- Instructions for the task -
Say the number of lines in the records below that hold the word "metadata", and only that number.

- Provided records -
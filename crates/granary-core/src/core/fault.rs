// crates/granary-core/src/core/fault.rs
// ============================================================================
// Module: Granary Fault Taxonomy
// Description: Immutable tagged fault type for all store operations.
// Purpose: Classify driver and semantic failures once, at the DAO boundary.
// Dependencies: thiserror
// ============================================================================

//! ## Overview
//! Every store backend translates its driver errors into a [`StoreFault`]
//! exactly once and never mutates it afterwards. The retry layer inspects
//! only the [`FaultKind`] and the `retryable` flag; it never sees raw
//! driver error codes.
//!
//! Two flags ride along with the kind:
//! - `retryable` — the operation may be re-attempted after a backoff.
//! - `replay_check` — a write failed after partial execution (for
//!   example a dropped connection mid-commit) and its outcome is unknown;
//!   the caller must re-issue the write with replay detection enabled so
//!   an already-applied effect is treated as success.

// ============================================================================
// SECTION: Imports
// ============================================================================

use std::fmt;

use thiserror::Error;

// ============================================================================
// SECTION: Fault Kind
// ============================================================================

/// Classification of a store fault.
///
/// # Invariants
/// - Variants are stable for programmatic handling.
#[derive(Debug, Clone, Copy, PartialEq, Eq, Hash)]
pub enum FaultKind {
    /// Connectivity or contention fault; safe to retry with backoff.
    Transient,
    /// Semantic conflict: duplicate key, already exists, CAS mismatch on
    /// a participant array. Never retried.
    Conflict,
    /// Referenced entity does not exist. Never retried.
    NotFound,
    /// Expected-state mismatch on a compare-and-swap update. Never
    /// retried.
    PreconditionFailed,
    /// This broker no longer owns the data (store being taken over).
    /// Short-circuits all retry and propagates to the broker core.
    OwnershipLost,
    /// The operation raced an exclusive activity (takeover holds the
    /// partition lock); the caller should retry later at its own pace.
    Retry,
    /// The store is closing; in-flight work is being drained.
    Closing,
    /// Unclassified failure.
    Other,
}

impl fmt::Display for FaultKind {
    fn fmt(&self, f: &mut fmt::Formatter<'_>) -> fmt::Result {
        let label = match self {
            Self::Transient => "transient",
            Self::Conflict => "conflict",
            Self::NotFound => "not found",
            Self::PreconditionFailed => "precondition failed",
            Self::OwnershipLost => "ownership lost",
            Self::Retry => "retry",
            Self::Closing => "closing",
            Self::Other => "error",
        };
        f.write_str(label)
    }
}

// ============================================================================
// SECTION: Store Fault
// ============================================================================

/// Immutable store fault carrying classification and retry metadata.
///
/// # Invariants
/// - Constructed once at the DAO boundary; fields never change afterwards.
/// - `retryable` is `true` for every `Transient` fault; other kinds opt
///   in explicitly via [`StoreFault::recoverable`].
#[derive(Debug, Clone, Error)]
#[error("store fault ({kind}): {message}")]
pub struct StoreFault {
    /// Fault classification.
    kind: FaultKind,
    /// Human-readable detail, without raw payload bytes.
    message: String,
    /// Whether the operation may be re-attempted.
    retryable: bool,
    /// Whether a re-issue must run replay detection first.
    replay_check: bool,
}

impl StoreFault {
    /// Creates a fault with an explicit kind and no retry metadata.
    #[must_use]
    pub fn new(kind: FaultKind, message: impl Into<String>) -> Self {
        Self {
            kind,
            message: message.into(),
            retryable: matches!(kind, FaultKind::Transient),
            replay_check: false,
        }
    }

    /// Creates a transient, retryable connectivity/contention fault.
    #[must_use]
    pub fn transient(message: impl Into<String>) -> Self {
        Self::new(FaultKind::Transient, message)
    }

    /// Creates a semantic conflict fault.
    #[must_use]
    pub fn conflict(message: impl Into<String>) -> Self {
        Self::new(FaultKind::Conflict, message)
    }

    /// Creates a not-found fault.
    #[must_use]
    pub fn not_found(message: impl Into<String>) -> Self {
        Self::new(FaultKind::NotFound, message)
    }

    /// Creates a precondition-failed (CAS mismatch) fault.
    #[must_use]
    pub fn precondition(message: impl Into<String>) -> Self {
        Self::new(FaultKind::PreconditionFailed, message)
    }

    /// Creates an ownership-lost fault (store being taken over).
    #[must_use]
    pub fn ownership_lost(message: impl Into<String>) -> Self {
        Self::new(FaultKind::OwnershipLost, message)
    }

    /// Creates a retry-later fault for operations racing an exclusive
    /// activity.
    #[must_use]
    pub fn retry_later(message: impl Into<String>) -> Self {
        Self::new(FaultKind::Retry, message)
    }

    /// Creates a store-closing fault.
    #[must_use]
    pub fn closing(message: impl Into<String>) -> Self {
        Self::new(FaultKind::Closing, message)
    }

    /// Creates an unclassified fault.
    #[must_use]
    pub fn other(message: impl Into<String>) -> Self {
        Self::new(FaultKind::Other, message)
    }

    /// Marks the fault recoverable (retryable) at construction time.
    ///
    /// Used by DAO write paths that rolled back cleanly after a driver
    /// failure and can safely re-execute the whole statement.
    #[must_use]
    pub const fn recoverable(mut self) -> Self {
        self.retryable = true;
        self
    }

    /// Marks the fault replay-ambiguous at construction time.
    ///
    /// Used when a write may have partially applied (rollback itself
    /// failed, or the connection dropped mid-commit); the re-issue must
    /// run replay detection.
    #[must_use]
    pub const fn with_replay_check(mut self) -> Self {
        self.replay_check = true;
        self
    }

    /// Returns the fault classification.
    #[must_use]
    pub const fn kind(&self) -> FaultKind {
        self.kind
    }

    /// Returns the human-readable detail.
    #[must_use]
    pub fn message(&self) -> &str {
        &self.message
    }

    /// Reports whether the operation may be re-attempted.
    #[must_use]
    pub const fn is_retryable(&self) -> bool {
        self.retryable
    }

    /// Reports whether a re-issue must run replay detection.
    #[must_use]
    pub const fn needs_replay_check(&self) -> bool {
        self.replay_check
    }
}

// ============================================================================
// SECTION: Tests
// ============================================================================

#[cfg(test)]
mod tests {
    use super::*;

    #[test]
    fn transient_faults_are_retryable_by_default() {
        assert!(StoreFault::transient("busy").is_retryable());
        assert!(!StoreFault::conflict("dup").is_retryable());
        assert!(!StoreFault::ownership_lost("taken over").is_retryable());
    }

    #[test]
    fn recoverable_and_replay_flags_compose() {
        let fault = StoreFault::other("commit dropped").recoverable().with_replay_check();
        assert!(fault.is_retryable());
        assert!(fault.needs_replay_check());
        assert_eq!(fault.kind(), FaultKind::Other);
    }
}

- Output for this task -
2